WORK INSTRUCTIONS:
Number of lines below with "orig": work it out and reply with that number only.

EXTRACTED MATERIAL:
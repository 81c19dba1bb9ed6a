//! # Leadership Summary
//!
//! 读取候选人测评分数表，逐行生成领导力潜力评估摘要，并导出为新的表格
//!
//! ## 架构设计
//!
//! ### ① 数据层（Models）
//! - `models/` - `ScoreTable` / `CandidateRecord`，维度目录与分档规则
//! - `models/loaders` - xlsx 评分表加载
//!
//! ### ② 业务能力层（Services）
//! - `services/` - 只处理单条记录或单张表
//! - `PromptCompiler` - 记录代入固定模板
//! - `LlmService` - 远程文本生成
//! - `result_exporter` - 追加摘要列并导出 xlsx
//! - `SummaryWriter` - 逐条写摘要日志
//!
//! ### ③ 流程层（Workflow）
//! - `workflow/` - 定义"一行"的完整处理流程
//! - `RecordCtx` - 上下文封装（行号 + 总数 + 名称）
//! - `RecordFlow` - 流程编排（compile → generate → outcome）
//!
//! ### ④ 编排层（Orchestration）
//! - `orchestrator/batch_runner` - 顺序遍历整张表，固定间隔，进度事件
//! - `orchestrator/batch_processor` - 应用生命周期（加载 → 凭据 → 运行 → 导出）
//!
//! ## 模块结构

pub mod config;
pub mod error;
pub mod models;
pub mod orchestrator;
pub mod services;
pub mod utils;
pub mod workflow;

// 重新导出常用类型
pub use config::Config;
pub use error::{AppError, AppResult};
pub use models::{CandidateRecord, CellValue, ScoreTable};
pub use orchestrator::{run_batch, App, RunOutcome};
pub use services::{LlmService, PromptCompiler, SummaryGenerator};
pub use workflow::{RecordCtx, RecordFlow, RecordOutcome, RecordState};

...

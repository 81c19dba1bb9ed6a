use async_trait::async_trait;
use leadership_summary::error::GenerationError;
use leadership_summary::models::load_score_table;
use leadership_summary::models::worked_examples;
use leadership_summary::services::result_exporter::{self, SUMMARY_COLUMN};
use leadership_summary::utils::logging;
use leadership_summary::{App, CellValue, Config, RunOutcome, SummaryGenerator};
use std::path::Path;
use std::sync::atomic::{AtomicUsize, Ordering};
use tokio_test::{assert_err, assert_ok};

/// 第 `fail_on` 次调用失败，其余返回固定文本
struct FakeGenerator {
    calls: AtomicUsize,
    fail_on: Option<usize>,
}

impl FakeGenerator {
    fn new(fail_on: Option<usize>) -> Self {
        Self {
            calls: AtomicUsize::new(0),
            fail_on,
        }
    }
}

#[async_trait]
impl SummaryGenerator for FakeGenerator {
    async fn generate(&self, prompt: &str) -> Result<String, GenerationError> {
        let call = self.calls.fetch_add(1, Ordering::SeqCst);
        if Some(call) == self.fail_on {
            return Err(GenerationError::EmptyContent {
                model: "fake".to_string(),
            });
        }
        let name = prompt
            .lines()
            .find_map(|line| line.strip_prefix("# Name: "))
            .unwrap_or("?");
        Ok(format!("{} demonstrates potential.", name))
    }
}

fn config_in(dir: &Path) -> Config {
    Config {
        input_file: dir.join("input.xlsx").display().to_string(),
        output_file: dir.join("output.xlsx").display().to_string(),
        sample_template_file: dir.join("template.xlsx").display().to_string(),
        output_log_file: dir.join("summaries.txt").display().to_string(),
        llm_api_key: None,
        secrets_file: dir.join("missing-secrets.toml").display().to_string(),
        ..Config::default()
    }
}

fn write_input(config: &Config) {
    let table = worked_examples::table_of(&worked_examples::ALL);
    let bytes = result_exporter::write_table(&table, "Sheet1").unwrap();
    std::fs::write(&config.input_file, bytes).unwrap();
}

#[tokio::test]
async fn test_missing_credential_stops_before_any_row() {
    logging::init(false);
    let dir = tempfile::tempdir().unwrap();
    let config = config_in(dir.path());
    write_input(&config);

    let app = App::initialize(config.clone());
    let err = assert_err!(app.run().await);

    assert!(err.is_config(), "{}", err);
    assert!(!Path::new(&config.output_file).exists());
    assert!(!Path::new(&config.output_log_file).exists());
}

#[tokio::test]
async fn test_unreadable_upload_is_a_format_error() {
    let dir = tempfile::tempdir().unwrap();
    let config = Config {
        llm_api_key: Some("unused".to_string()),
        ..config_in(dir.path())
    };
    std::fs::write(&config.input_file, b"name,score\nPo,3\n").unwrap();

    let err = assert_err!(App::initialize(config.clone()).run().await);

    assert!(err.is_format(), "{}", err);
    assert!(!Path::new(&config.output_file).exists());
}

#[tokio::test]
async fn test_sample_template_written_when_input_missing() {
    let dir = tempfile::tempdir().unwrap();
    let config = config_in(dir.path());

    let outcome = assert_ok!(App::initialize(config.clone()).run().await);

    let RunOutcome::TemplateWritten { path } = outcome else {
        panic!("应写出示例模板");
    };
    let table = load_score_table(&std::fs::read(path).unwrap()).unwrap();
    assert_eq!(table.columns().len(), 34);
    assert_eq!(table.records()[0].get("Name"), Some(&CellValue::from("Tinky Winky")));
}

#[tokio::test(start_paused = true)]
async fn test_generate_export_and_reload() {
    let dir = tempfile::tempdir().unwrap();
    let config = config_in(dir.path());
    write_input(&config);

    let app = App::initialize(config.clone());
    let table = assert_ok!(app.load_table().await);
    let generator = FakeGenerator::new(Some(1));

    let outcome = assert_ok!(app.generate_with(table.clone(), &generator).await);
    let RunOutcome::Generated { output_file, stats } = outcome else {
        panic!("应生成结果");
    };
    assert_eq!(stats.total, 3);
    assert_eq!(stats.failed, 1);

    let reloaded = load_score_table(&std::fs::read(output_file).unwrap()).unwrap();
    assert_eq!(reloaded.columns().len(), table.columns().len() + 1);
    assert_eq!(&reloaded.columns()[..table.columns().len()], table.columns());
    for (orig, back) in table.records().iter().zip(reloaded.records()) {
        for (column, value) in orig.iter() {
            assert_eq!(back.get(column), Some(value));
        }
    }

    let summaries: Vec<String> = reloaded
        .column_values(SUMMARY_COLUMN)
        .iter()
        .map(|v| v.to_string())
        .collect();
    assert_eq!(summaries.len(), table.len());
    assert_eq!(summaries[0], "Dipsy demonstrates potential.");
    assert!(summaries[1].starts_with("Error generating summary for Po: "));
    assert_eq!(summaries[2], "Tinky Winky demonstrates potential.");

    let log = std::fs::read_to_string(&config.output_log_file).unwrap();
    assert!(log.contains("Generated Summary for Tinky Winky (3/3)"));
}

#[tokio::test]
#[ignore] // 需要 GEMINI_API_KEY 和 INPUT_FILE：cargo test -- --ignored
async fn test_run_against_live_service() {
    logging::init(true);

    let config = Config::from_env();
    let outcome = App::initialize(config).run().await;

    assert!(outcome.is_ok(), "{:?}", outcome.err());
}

...

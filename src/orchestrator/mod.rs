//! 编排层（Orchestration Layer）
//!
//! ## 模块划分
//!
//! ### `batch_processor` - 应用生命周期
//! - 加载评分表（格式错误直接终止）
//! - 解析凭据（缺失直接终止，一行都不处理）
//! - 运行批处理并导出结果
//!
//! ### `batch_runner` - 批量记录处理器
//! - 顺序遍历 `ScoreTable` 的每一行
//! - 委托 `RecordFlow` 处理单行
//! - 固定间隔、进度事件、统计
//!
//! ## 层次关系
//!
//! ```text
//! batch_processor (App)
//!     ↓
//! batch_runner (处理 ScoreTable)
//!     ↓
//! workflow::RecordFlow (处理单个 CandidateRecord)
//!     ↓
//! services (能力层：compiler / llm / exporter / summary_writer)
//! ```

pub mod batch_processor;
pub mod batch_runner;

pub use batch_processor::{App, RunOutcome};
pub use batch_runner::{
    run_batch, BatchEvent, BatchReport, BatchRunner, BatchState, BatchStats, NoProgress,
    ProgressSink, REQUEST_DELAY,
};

EXPECTED OUTPUT:
2